Al Excelentísimo Señor
Juan Carlos Varela Rodríguez,
Presidente de Panamá


Como anfitrión de la VII Cumbre de las Américas, deseo hacerle llegar mi saludo cordial y, a través de Usted, a todos los Jefes de Estado y de Gobierno, así como a las delegaciones participantes. Al mismo tiempo, me gustaría manifestarles mi cercanía y aliento para que el diálogo sincero logre esa mutua colaboración que suma esfuerzos y supera diferencias en el camino hacia el bien común. Pido a Dios que, compartiendo valores comunes, lleguen a compromisos de colaboración en el ámbito nacional o regional que afronten con realismo los problemas y trasmitan esperanza.


Me siento en sintonía con el tema elegido para esta Cumbre: «Prosperidad con equidad: el desafío de la cooperación en las Américas». Estoy convencido –y así lo expresé en la Exhortación apostólica Evangelii gaudium– de que la inequidad, la injusta distribución de las riquezas y de los recursos, es fuente de conflictos y de violencia entre los pueblos, porque supone que el progreso de unos se construye sobre el necesario sacrificio de otros y que, para poder vivir dignamente, hay que luchar contra los demás (cf. 52, 54). El bienestar así logrado es injusto en su raíz y atenta contra la dignidad de las personas. Hay «bienes básicos», como la tierra, el trabajo y la casa, y «servicios públicos», como la salud, la educación, la seguridad, el medio ambiente…, de los que ningún ser humano debería quedar excluido.
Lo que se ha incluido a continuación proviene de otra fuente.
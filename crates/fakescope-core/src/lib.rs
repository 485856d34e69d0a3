//! FakeScope Core
//!
//! Core types and error handling shared across FakeScope components.
//!
//! This crate provides:
//! - Domain identifiers and dataset selection
//! - Per-model classification results and the aggregated risk assessment
//! - Error types and result handling

pub mod error;
pub mod types;

pub use error::{Error, Result};
pub use types::{
    ClassificationResult, Domain, DomainSelection, RiskAssessment, RiskTier, Verdict,
};

/// Prelude module for convenient imports
pub mod prelude {
    pub use crate::error::{Error, Result};
    pub use crate::types::{
        ClassificationResult, Domain, DomainSelection, RiskAssessment, RiskTier, Verdict,
    };
}
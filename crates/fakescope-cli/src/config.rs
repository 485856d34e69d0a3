//! Registry configuration for the command line

use crate::cli::Cli;
use fakescope_classifiers::RegistryConfig;
use std::path::Path;
use tracing::debug;

/// Load configuration from file and CLI overrides.
///
/// A missing config file falls back to the built-in defaults
/// (`./models` with the standard artifact names).
pub fn load(config_path: &Path, cli: &Cli) -> anyhow::Result<RegistryConfig> {
    let mut config = if config_path.exists() {
        debug!("Reading configuration from {}", config_path.display());
        RegistryConfig::from_file(config_path)?
    } else {
        debug!(
            "No configuration at {}, using defaults",
            config_path.display()
        );
        RegistryConfig::default()
    };

    // Apply CLI overrides
    if let Some(dir) = &cli.models_dir {
        config = config.with_models_dir(dir);
    }

    if let Some(stopwords) = &cli.stopwords {
        config = config.with_stopwords(stopwords);
    }

    Ok(config)
}
use clap::{Parser, Subcommand, ValueEnum};
use fakescope_core::DomainSelection;
use std::path::PathBuf;

#[derive(Parser, Debug)]
#[command(name = "fakescope")]
#[command(
    author,
    version,
    about = "Estimate fake news risk with pre-trained LIAR and FakeNewsNet models"
)]
#[command(propagate_version = true)]
pub struct Cli {
    /// Registry configuration file
    #[arg(
        short,
        long,
        global = true,
        default_value = "fakescope.yaml",
        env = "FAKESCOPE_CONFIG"
    )]
    pub config: PathBuf,

    /// Directory holding model artifacts (overrides the config file)
    #[arg(long, global = true, env = "FAKESCOPE_MODELS_DIR")]
    pub models_dir: Option<PathBuf>,

    /// Stop word list, one word per line (overrides the config file)
    #[arg(long, global = true)]
    pub stopwords: Option<PathBuf>,

    /// Enable verbose logging
    #[arg(short, long, global = true)]
    pub verbose: bool,

    /// Emit logs as JSON lines
    #[arg(long, global = true)]
    pub log_json: bool,

    #[command(subcommand)]
    pub command: Commands,
}

#[derive(Subcommand, Debug)]
pub enum Commands {
    /// Analyze a news text; reads stdin when TEXT is omitted
    Analyze {
        /// News headline or article text
        text: Option<String>,

        /// Models to run: liar, fakenewsnet or both
        #[arg(short, long, default_value = "liar", value_parser = parse_selection)]
        dataset: DomainSelection,

        /// Output format
        #[arg(short, long, value_enum, default_value_t = OutputFormat::Text)]
        format: OutputFormat,
    },

    /// List configured model artifacts and whether they load
    Models {
        /// Output format
        #[arg(short, long, value_enum, default_value_t = OutputFormat::Text)]
        format: OutputFormat,
    },

    /// Print the text as the models see it
    Normalize {
        /// Text to normalize; reads stdin when omitted
        text: Option<String>,
    },
}

#[derive(Debug, Clone, Copy, PartialEq, Eq, ValueEnum)]
pub enum OutputFormat {
    Text,
    Json,
}

fn parse_selection(s: &str) -> Result<DomainSelection, String> {
    s.parse()
}
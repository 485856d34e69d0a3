//! FakeScope Classifiers
//!
//! Fake-news risk inference over pre-trained text classifiers.
//!
//! The pipeline runs in four steps:
//! - Normalization: lowercase, strip URLs and non-letters, drop stop words
//! - Vectorization: TF-IDF features from the domain's fitted vocabulary
//! - Classification: a two-class probability distribution per domain
//! - Aggregation: average of FAKE scores mapped to a LOW/MODERATE/HIGH tier
//!
//! Models are loaded once per process into a read-only [`ModelRegistry`]
//! and passed explicitly to every call.

pub mod aggregator;
pub mod analysis;
pub mod artifact;
pub mod classifier;
pub mod config;
pub mod features;
pub mod inference;
pub mod normalizer;
pub mod registry;
pub mod stopwords;
pub mod vectorizer;

pub use aggregator::aggregate;
pub use analysis::{analyze, AnalysisReport, Analyzer, DomainFailure, EMPTY_INPUT_MESSAGE};
pub use artifact::{ClassifierArtifact, VectorizerArtifact, FORMAT_VERSION};
pub use classifier::{LogisticRegression, MultinomialNb, ProbabilisticClassifier};
pub use config::{DomainArtifacts, RegistryConfig};
pub use features::{FeatureVector, ModelError};
pub use inference::{classify, FakeProbabilityRule, FAKE_THRESHOLD_PERCENT};
pub use normalizer::{is_blank, NormalizedText, Normalizer};
pub use registry::{load_registry, ModelPair, ModelRegistry, RegistryCell};
pub use stopwords::StopWords;
pub use vectorizer::{Norm, TfidfVectorizer, Vectorizer};

/// Prelude for convenient imports
pub mod prelude {
    pub use crate::analysis::{analyze, AnalysisReport, Analyzer};
    pub use crate::config::RegistryConfig;
    pub use crate::normalizer::{NormalizedText, Normalizer};
    pub use crate::registry::{ModelRegistry, RegistryCell};
    pub use fakescope_core::prelude::*;
}
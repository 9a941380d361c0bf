//! Domain models for Warden.
//!
//! These are the core types shared across all crates.

pub mod app_scope;
pub mod permission;
pub mod role;
pub mod role_assignment;
//! Command surface of the Warden RBAC engine.

pub mod command;
pub mod config;
pub mod dispatch;
pub mod serve;

pub use command::Command;
pub use config::ServerConfig;
pub use dispatch::Dispatcher;
pub use serve::serve;
//! Permission evaluation.
//!
//! [`evaluate`] answers "may this profile perform this action, optionally
//! on this target?" over an already-loaded set of role assignments.
//! [`PermissionEvaluator`] loads the assignments from a
//! [`RoleAssignmentRepository`] and applies it.
//!
//! Matching rules, applied to every permission of every assigned role in
//! store order, stopping at the first grant:
//!
//! - a request for [`PUBLIC_PERMISSION`] never matches an explicit entry;
//! - a permission matches by name when either its `name` or its `action`
//!   equals the requested name;
//! - the target matches when the request has no target, the permission has
//!   no target (wildcard), or both targets are equal;
//! - a name match with a mismatched target still grants when the caller's
//!   profile scope is [`GLOBAL_SCOPE_TOKEN`].
//!
//! There is no deny entry and no precedence between specific and wildcard
//! permissions. Anything that does not match is a deny.

use serde::{Deserialize, Serialize};
use tracing::debug;
use uuid::Uuid;

use crate::error::WardenResult;
use crate::models::permission::Permission;
use crate::models::role_assignment::RoleAssignment;
use crate::repository::RoleAssignmentRepository;

/// Requested permission name that is skipped by every entry.
pub const PUBLIC_PERMISSION: &str = "public";

/// Profile scope that overrides target mismatches.
pub const GLOBAL_SCOPE_TOKEN: &str = "global";

/// A single "may P do A (on T) within S?" question.
#[derive(Debug, Clone, PartialEq, Serialize, Deserialize)]
pub struct PermissionCheck {
    pub profile_id: String,
    pub permission_name: String,
    pub app_scope_id: Uuid,
    /// Caller-supplied scope token; see [`GLOBAL_SCOPE_TOKEN`].
    #[serde(default)]
    pub profile_app_scope: Option<String>,
    #[serde(default)]
    pub target_id: Option<String>,
}

impl PermissionCheck {
    pub fn new(
        profile_id: impl Into<String>,
        permission_name: impl Into<String>,
        app_scope_id: Uuid,
    ) -> Self {
        Self {
            profile_id: profile_id.into(),
            permission_name: permission_name.into(),
            app_scope_id,
            profile_app_scope: None,
            target_id: None,
        }
    }

    pub fn on_target(mut self, target_id: impl Into<String>) -> Self {
        self.target_id = Some(target_id.into());
        self
    }

    pub fn with_profile_scope(mut self, profile_app_scope: impl Into<String>) -> Self {
        self.profile_app_scope = Some(profile_app_scope.into());
        self
    }

    fn name_matches(&self, permission: &Permission) -> bool {
        permission.name == self.permission_name || permission.action == self.permission_name
    }

    fn target_matches(&self, permission: &Permission) -> bool {
        match (&self.target_id, &permission.target_id) {
            (None, _) | (_, None) => true,
            (Some(requested), Some(held)) => requested == held,
        }
    }

    fn is_global(&self) -> bool {
        self.profile_app_scope.as_deref() == Some(GLOBAL_SCOPE_TOKEN)
    }
}

/// Return the first permission that grants `check`, if any.
pub fn find_grant<'a>(
    assignments: &'a [RoleAssignment],
    check: &PermissionCheck,
) -> Option<&'a Permission> {
    if check.permission_name == PUBLIC_PERMISSION {
        return None;
    }

    assignments
        .iter()
        .filter_map(|assignment| assignment.role.as_ref())
        .flat_map(|role| role.permissions.iter())
        .filter(|permission| check.name_matches(permission))
        .find(|permission| check.target_matches(permission) || check.is_global())
}

pub fn evaluate(assignments: &[RoleAssignment], check: &PermissionCheck) -> bool {
    find_grant(assignments, check).is_some()
}

/// Evaluates permission checks against stored role assignments.
///
/// Generic over the assignment repository so that evaluation has no
/// dependency on the database crate.
#[derive(Clone)]
pub struct PermissionEvaluator<A: RoleAssignmentRepository> {
    assignments: A,
}

impl<A: RoleAssignmentRepository> PermissionEvaluator<A> {
    pub fn new(assignments: A) -> Self {
        Self { assignments }
    }

    /// Returns `Ok(false)` when nothing matches; only store failures are
    /// errors.
    pub async fn check_permission(&self, check: &PermissionCheck) -> WardenResult<bool> {
        let assignments = self
            .assignments
            .get_user_roles(&check.profile_id, Some(check.app_scope_id))
            .await?;

        if assignments.is_empty() {
            debug!(
                profile_id = %check.profile_id,
                app_scope_id = %check.app_scope_id,
                "No role assignments; denying"
            );
            return Ok(false);
        }

        match find_grant(&assignments, check) {
            Some(permission) => {
                debug!(
                    profile_id = %check.profile_id,
                    permission = %check.permission_name,
                    granted_by = %permission.id,
                    "Permission granted"
                );
                Ok(true)
            }
            None => {
                debug!(
                    profile_id = %check.profile_id,
                    permission = %check.permission_name,
                    target_id = ?check.target_id,
                    "Permission denied"
                );
                Ok(false)
            }
        }
    }
}
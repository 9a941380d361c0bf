//! Routes decoded commands to the repositories and the evaluator.

use serde::Serialize;
use serde_json::Value;
use surrealdb::{Connection, Surreal};
use tracing::debug;
use warden_core::error::{WardenError, WardenResult};
use warden_core::repository::{
    AppScopeRepository, PermissionRepository, RoleAssignmentRepository, RoleRepository,
};
use warden_core::PermissionEvaluator;
use warden_db::repository::{
    SurrealAppScopeRepository, SurrealPermissionRepository, SurrealRoleAssignmentRepository,
    SurrealRoleRepository,
};

use crate::command::Command;

fn to_json<T: Serialize>(value: T) -> WardenResult<Value> {
    serde_json::to_value(value).map_err(|e| WardenError::Internal(e.to_string()))
}

/// Handles named commands against one SurrealDB handle.
#[derive(Clone)]
pub struct Dispatcher<C: Connection> {
    app_scopes: SurrealAppScopeRepository<C>,
    permissions: SurrealPermissionRepository<C>,
    roles: SurrealRoleRepository<C>,
    assignments: SurrealRoleAssignmentRepository<C>,
    evaluator: PermissionEvaluator<SurrealRoleAssignmentRepository<C>>,
}

impl<C: Connection> Dispatcher<C> {
    pub fn new(db: Surreal<C>) -> Self {
        Self {
            app_scopes: SurrealAppScopeRepository::new(db.clone()),
            permissions: SurrealPermissionRepository::new(db.clone()),
            roles: SurrealRoleRepository::new(db.clone()),
            assignments: SurrealRoleAssignmentRepository::new(db.clone()),
            evaluator: PermissionEvaluator::new(SurrealRoleAssignmentRepository::new(db)),
        }
    }

    pub async fn dispatch(&self, name: &str, payload: Value) -> WardenResult<Value> {
        let command = Command::parse(name, payload)?;
        debug!(command = name, "Dispatching");
        self.execute(command).await
    }

    pub async fn execute(&self, command: Command) -> WardenResult<Value> {
        match command {
            Command::CreateAppScope(input) => to_json(self.app_scopes.create(input).await?),
            Command::GetAppScope(id) => to_json(self.app_scopes.get_by_id(id).await?),
            Command::GetAppScopeByName(name) => {
                to_json(self.app_scopes.get_by_name(&name).await?)
            }
            Command::ListAppScopes(filter) => to_json(self.app_scopes.list(filter).await?.items),
            Command::UpdateAppScope(patch) => {
                to_json(self.app_scopes.update(patch.id, patch.changes).await?)
            }
            Command::DeleteAppScope(id) => to_json(self.app_scopes.delete(id).await?),

            Command::CreatePermission(input) => to_json(self.permissions.create(input).await?),
            Command::GetPermission(id) => to_json(self.permissions.get_by_id(id).await?),
            Command::ListPermissions(filter) => {
                to_json(self.permissions.list(filter).await?.items)
            }
            Command::UpdatePermission(patch) => {
                to_json(self.permissions.update(patch.id, patch.changes).await?)
            }
            Command::DeletePermission(id) => to_json(self.permissions.delete(id).await?),

            Command::CreateRole(input) => to_json(self.roles.create(input).await?),
            Command::GetRole(id) => to_json(self.roles.get_by_id(id).await?),
            Command::GetRoleByName(query) => to_json(
                self.roles
                    .get_by_name(&query.name, query.app_scope.as_deref())
                    .await?,
            ),
            Command::ListRoles(filter) => to_json(self.roles.list(filter).await?.items),
            Command::UpdateRole(patch) => {
                to_json(self.roles.update(patch.id, patch.changes).await?)
            }
            Command::DeleteRole(id) => to_json(self.roles.delete(id).await?),
            Command::AddPermission(grant) => to_json(
                self.roles
                    .add_permission(grant.role_id, grant.permission_id)
                    .await?,
            ),
            Command::RemovePermission(grant) => to_json(
                self.roles
                    .remove_permission(grant.role_id, grant.permission_id)
                    .await?,
            ),
            Command::Assign(input) => to_json(self.assignments.assign(input).await?),
            Command::Unassign(input) => {
                to_json(self.assignments.unassign(input.assignment_id).await?)
            }
            Command::GetUserRoles(query) => to_json(
                self.assignments
                    .get_user_roles(&query.profile_id, query.app_scope_id)
                    .await?,
            ),
            Command::CheckPermission(check) => {
                to_json(self.evaluator.check_permission(&check).await?)
            }
        }
    }
}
Este deseo –que todos compartimos–, desgraciadamente aún está lejos de la realidad. Todavía hoy siguen habiendo injustas desigualdades, que ofenden a la dignidad de las personas. El gran reto de nuestro mundo es la globalización de la solidaridad y la fraternidad en lugar de la globalización de la discriminación y la indiferencia y, mientras no se logre una distribución equitativa de la riqueza, no se resolverán los males de nuestra sociedad (cf. Evangelii gaudium 202).


No podemos negar que muchos países han experimentado un fuerte desarrollo económico en los últimos años, pero no es menos cierto que otros siguen postrados en la pobreza. Además, en las economías emergentes, gran parte de la población no se ha beneficiado del progreso económico general, sino que frecuentemente se ha abierto una brecha mayor entre ricos y pobres. La teoría del «goteo» o «derrame» (cf. Evangelii gaudium 54) se ha revelado falaz: no es suficiente esperar que los pobres recojan las migajas que caen de la mesa de los ricos. Son necesarias acciones directas en pro de los más desfavorecidos, cuya atención, como la de los más pequeños en el seno de una familia, debería ser prioritaria para los gobernantes. La Iglesia siempre ha defendido la «promoción de las personas concretas» (Centesimus annus, 46), atendiendo sus necesidades y ofreciéndoles posibilidades de desarrollo.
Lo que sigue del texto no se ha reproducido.